** What this task involves **
Would you copy each line of the data below that has "decoded"?

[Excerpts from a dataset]
Start of Block
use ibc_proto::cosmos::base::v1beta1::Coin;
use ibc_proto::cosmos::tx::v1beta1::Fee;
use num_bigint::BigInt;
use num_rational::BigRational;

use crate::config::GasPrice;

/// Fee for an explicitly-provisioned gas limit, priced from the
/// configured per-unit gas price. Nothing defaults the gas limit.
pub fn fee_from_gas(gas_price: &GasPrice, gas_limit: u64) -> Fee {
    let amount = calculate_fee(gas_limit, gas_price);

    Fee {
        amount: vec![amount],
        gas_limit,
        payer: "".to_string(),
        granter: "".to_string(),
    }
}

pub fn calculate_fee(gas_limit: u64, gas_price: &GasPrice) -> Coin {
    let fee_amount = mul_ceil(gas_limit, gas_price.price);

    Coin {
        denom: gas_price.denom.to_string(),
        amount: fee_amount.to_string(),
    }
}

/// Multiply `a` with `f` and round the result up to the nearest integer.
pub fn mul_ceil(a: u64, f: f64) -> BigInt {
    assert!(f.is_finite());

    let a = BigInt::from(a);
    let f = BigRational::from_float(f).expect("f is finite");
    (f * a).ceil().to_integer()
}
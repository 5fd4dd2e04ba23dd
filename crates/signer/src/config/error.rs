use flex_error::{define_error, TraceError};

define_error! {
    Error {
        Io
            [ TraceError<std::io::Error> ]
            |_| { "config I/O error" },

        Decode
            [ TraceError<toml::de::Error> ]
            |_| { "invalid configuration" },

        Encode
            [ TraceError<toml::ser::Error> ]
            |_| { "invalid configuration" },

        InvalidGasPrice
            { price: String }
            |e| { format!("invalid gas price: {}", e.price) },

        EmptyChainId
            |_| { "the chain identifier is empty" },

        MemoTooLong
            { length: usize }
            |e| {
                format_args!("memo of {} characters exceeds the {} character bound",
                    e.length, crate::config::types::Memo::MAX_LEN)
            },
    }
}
End of Block
Start of Block
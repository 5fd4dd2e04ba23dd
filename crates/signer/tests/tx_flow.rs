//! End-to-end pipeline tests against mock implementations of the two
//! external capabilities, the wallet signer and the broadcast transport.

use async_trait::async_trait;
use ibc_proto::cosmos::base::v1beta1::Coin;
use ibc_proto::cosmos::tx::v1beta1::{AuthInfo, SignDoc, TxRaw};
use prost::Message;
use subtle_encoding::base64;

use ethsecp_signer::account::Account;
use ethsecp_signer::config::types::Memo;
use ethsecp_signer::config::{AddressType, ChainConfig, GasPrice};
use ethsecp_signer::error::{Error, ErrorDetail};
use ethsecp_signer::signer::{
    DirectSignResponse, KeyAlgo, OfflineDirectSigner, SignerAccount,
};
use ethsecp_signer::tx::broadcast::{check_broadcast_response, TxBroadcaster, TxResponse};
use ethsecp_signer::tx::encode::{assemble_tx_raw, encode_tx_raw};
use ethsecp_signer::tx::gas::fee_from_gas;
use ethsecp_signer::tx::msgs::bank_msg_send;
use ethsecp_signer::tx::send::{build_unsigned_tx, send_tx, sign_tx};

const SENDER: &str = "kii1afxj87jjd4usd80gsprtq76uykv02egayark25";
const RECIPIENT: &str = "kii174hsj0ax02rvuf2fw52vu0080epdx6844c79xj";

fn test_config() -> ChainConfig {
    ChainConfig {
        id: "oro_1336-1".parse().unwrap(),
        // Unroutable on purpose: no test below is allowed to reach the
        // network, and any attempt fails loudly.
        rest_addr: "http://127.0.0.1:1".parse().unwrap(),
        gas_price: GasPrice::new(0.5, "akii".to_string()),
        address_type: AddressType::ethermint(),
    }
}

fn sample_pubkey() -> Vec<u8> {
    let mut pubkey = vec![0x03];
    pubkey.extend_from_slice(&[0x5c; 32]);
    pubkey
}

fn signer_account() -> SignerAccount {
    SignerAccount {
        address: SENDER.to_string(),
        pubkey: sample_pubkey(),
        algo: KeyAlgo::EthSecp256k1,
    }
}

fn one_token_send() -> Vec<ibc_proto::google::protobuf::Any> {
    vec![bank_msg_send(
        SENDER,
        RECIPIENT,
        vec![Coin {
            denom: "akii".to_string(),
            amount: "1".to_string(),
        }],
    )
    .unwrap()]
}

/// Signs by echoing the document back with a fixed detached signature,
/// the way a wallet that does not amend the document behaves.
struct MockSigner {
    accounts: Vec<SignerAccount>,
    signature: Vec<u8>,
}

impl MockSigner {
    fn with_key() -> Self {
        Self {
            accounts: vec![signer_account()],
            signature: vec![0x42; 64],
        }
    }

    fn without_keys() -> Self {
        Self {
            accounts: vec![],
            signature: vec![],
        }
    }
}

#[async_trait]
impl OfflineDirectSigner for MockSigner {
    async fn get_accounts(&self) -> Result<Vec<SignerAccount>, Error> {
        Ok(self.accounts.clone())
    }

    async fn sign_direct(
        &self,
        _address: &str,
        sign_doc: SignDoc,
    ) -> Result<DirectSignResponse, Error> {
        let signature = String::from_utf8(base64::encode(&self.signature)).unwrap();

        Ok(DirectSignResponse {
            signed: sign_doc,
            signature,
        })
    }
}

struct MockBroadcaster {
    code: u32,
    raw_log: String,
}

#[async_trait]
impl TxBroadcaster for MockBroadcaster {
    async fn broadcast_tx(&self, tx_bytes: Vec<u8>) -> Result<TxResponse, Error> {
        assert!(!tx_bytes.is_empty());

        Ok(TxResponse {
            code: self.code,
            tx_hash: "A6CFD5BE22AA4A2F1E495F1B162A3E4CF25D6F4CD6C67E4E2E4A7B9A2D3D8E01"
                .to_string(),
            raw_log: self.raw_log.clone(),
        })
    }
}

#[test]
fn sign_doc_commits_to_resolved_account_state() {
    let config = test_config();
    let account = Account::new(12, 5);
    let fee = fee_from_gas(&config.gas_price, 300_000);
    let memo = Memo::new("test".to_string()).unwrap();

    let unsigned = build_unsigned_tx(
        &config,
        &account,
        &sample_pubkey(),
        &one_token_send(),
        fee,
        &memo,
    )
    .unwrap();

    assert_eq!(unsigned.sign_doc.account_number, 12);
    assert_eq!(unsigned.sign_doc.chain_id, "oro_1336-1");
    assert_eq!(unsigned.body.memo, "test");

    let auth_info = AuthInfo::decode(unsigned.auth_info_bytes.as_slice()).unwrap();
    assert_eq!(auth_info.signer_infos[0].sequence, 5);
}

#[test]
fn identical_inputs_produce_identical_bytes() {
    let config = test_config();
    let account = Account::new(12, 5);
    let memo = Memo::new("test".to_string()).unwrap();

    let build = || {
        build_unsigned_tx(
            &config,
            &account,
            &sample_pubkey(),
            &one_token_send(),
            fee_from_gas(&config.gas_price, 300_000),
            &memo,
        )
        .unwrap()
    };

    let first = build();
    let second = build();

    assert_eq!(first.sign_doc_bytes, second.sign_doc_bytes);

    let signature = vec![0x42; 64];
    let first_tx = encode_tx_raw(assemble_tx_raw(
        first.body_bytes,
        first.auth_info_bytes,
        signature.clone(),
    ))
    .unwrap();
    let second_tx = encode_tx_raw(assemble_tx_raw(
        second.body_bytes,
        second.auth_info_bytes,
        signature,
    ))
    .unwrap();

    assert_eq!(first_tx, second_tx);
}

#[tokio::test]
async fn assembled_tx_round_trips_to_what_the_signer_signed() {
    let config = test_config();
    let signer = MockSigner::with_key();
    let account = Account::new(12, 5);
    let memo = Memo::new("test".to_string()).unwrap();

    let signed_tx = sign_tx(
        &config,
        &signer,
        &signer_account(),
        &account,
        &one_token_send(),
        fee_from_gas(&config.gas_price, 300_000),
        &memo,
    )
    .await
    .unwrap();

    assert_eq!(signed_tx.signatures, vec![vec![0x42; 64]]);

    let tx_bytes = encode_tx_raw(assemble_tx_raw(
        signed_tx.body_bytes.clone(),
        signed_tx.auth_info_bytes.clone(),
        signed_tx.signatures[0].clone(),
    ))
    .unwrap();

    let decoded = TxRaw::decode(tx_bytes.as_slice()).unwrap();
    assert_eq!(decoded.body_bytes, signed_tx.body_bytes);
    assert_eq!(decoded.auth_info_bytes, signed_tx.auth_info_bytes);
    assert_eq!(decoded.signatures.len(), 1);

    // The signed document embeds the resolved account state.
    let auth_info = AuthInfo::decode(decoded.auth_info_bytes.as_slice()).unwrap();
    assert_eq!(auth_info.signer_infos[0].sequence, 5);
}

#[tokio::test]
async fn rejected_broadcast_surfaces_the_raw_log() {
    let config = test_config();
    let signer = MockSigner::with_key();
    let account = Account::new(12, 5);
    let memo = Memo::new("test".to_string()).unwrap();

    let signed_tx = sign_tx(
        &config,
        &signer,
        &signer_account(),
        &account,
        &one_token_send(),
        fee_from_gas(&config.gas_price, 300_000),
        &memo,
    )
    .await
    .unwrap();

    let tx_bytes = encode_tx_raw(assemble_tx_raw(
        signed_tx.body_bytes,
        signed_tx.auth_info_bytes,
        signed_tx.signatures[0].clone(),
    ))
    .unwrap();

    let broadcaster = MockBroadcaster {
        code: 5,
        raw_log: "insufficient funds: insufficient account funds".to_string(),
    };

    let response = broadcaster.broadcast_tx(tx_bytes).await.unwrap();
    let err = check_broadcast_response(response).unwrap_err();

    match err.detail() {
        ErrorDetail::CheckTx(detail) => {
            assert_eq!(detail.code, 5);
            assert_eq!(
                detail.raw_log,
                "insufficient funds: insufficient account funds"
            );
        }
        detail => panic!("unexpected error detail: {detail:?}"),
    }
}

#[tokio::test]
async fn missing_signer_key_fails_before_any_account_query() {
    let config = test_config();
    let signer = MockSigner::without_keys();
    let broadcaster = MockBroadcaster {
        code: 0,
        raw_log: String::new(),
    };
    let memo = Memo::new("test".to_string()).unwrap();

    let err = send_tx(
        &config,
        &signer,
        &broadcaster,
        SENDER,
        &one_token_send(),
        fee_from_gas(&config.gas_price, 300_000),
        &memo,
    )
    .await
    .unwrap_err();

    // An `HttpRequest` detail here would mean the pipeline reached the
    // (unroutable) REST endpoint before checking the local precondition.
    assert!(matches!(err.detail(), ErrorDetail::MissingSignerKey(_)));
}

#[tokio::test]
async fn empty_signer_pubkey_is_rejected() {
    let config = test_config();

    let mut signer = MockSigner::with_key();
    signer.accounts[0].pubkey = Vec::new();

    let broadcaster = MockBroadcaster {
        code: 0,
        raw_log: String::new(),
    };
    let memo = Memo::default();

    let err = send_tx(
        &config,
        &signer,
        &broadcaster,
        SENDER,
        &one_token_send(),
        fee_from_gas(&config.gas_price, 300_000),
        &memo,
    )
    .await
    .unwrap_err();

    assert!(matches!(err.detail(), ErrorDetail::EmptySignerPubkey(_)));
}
End of Block
** Reply to the exercise **
    let decoded = TxRaw::decode(tx_bytes.as_slice()).unwrap();
    assert_eq!(decoded.body_bytes, signed_tx.body_bytes);
    assert_eq!(decoded.auth_info_bytes, signed_tx.auth_info_bytes);
    assert_eq!(decoded.signatures.len(), 1);
    let auth_info = AuthInfo::decode(decoded.auth_info_bytes.as_slice()).unwrap();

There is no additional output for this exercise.